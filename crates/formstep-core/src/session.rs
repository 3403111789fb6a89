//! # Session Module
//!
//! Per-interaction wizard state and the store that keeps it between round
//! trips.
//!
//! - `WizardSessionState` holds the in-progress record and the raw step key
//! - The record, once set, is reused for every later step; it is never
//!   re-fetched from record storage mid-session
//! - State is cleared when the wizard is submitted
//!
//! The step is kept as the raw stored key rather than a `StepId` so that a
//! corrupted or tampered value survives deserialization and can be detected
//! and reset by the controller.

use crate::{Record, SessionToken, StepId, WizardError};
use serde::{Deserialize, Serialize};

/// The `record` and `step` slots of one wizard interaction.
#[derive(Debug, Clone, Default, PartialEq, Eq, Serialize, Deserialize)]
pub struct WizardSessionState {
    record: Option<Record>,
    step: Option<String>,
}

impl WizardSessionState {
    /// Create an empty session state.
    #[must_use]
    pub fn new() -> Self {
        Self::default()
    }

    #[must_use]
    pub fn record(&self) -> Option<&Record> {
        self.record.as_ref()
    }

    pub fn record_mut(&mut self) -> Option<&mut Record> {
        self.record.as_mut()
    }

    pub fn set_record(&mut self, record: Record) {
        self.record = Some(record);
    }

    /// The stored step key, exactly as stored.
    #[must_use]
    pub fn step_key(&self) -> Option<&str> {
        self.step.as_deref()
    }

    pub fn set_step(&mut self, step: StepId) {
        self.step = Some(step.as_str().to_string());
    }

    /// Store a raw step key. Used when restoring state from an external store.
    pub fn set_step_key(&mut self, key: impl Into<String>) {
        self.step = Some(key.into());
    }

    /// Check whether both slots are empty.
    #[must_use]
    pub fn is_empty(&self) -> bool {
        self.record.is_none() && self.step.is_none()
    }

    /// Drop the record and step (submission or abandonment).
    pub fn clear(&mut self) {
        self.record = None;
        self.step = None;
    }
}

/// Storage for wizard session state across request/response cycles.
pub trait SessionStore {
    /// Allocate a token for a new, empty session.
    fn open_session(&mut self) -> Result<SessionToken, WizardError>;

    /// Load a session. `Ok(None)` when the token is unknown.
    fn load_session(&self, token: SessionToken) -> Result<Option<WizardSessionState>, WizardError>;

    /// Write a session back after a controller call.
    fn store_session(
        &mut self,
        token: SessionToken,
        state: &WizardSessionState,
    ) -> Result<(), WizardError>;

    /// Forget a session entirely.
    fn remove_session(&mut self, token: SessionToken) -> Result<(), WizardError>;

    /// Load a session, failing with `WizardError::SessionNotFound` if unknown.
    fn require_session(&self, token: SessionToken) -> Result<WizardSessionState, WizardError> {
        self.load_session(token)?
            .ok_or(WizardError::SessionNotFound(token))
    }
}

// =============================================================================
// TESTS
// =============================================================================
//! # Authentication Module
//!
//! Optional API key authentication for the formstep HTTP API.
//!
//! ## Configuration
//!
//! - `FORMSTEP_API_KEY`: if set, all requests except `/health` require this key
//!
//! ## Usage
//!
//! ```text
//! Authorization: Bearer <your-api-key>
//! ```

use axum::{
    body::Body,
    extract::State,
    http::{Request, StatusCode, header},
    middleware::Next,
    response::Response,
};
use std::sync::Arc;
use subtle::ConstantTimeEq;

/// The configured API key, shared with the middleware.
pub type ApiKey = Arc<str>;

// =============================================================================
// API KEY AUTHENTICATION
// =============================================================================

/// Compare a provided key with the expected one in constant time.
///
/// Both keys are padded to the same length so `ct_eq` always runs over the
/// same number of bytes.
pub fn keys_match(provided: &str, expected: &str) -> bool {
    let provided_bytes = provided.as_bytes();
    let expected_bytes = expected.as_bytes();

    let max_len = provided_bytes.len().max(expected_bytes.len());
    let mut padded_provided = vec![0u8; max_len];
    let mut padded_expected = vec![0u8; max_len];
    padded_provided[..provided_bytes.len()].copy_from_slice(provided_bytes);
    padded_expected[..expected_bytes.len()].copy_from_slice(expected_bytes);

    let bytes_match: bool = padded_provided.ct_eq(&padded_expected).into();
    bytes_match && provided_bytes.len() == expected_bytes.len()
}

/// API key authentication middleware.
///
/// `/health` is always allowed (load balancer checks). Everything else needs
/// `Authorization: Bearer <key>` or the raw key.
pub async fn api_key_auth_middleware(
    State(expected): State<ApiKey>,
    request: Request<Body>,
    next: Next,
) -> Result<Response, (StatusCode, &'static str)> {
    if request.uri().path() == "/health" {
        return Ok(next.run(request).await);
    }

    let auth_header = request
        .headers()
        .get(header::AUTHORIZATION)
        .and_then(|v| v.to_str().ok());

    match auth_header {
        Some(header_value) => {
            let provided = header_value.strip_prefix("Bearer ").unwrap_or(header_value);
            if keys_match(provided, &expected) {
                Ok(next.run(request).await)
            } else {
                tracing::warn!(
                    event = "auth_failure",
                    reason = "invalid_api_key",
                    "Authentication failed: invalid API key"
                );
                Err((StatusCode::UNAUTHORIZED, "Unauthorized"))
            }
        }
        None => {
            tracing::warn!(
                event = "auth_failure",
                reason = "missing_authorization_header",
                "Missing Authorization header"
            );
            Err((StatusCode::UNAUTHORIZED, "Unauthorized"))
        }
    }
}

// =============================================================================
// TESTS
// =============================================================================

> **DIRECTIONS FOR THIS TASK**
Transcribe the records exactly as they appear.

> **WRITTEN ANSWER**
filename crates/formstep-core/src/session.rs
repository 3403111789fb6a89
//! # Session Module
//!
//! Per-interaction wizard state and the store that keeps it between round
//! trips.
//!
//! - `WizardSessionState` holds the in-progress record and the raw step key
//! - The record, once set, is reused for every later step; it is never
//!   re-fetched from record storage mid-session
//! - State is cleared when the wizard is submitted
//!
//! The step is kept as the raw stored key rather than a `StepId` so that a
//! corrupted or tampered value survives deserialization and can be detected
//! and reset by the controller.

use crate::{Record, SessionToken, StepId, WizardError};
use serde::{Deserialize, Serialize};

/// The `record` and `step` slots of one wizard interaction.
#[derive(Debug, Clone, Default, PartialEq, Eq, Serialize, Deserialize)]
pub struct WizardSessionState {
    record: Option<Record>,
    step: Option<String>,
}

impl WizardSessionState {
    /// Create an empty session state.
    #[must_use]
    pub fn new() -> Self {
        Self::default()
    }

    #[must_use]
    pub fn record(&self) -> Option<&Record> {
        self.record.as_ref()
    }

    pub fn record_mut(&mut self) -> Option<&mut Record> {
        self.record.as_mut()
    }

    pub fn set_record(&mut self, record: Record) {
        self.record = Some(record);
    }

    /// The stored step key, exactly as stored.
    #[must_use]
    pub fn step_key(&self) -> Option<&str> {
        self.step.as_deref()
    }

    pub fn set_step(&mut self, step: StepId) {
        self.step = Some(step.as_str().to_string());
    }

    /// Store a raw step key. Used when restoring state from an external store.
    pub fn set_step_key(&mut self, key: impl Into<String>) {
        self.step = Some(key.into());
    }

    /// Check whether both slots are empty.
    #[must_use]
    pub fn is_empty(&self) -> bool {
        self.record.is_none() && self.step.is_none()
    }

    /// Drop the record and step (submission or abandonment).
    pub fn clear(&mut self) {
        self.record = None;
        self.step = None;
    }
}

/// Storage for wizard session state across request/response cycles.
pub trait SessionStore {
    /// Allocate a token for a new, empty session.
    fn open_session(&mut self) -> Result<SessionToken, WizardError>;

    /// Load a session. `Ok(None)` when the token is unknown.
    fn load_session(&self, token: SessionToken) -> Result<Option<WizardSessionState>, WizardError>;

    /// Write a session back after a controller call.
    fn store_session(
        &mut self,
        token: SessionToken,
        state: &WizardSessionState,
    ) -> Result<(), WizardError>;

    /// Forget a session entirely.
    fn remove_session(&mut self, token: SessionToken) -> Result<(), WizardError>;

    /// Load a session, failing with `WizardError::SessionNotFound` if unknown.
    fn require_session(&self, token: SessionToken) -> Result<WizardSessionState, WizardError> {
        self.load_session(token)?
            .ok_or(WizardError::SessionNotFound(token))
    }
}

// =============================================================================
// TESTS
// =============================================================================
//! # Authentication Module
//!
//! Optional API key authentication for the formstep HTTP API.
//!
//! ## Configuration
//!
//! - `FORMSTEP_API_KEY`: if set, all requests except `/health` require this key
//!
//! ## Usage
//!
//! ```text
//! Authorization: Bearer <your-api-key>
//! ```

use axum::{
    body::Body,
    extract::State,
    http::{Request, StatusCode, header},
    middleware::Next,
    response::Response,
};
use std::sync::Arc;
use subtle::ConstantTimeEq;

/// The configured API key, shared with the middleware.
pub type ApiKey = Arc<str>;

// =============================================================================
// API KEY AUTHENTICATION
// =============================================================================

/// Compare a provided key with the expected one in constant time.
///
/// Both keys are padded to the same length so `ct_eq` always runs over the
/// same number of bytes.
pub fn keys_match(provided: &str, expected: &str) -> bool {
    let provided_bytes = provided.as_bytes();
    let expected_bytes = expected.as_bytes();

    let max_len = provided_bytes.len().max(expected_bytes.len());
    let mut padded_provided = vec![0u8; max_len];
    let mut padded_expected = vec![0u8; max_len];
    padded_provided[..provided_bytes.len()].copy_from_slice(provided_bytes);
    padded_expected[..expected_bytes.len()].copy_from_slice(expected_bytes);

    let bytes_match: bool = padded_provided.ct_eq(&padded_expected).into();
    bytes_match && provided_bytes.len() == expected_bytes.len()
}

/// API key authentication middleware.
///
/// `/health` is always allowed (load balancer checks). Everything else needs
/// `Authorization: Bearer <key>` or the raw key.
pub async fn api_key_auth_middleware(
    State(expected): State<ApiKey>,
    request: Request<Body>,
    next: Next,
) -> Result<Response, (StatusCode, &'static str)> {
    if request.uri().path() == "/health" {
        return Ok(next.run(request).await);
    }

    let auth_header = request
        .headers()
        .get(header::AUTHORIZATION)
        .and_then(|v| v.to_str().ok());

    match auth_header {
        Some(header_value) => {
            let provided = header_value.strip_prefix("Bearer ").unwrap_or(header_value);
            if keys_match(provided, &expected) {
                Ok(next.run(request).await)
            } else {
                tracing::warn!(
                    event = "auth_failure",
                    reason = "invalid_api_key",
                    "Authentication failed: invalid API key"
                );
                Err((StatusCode::UNAUTHORIZED, "Unauthorized"))
            }
        }
        None => {
            tracing::warn!(
                event = "auth_failure",
                reason = "missing_authorization_header",
                "Missing Authorization header"
            );
            Err((StatusCode::UNAUTHORIZED, "Unauthorized"))
        }
    }
}

// =============================================================================
// TESTS
// =============================================================================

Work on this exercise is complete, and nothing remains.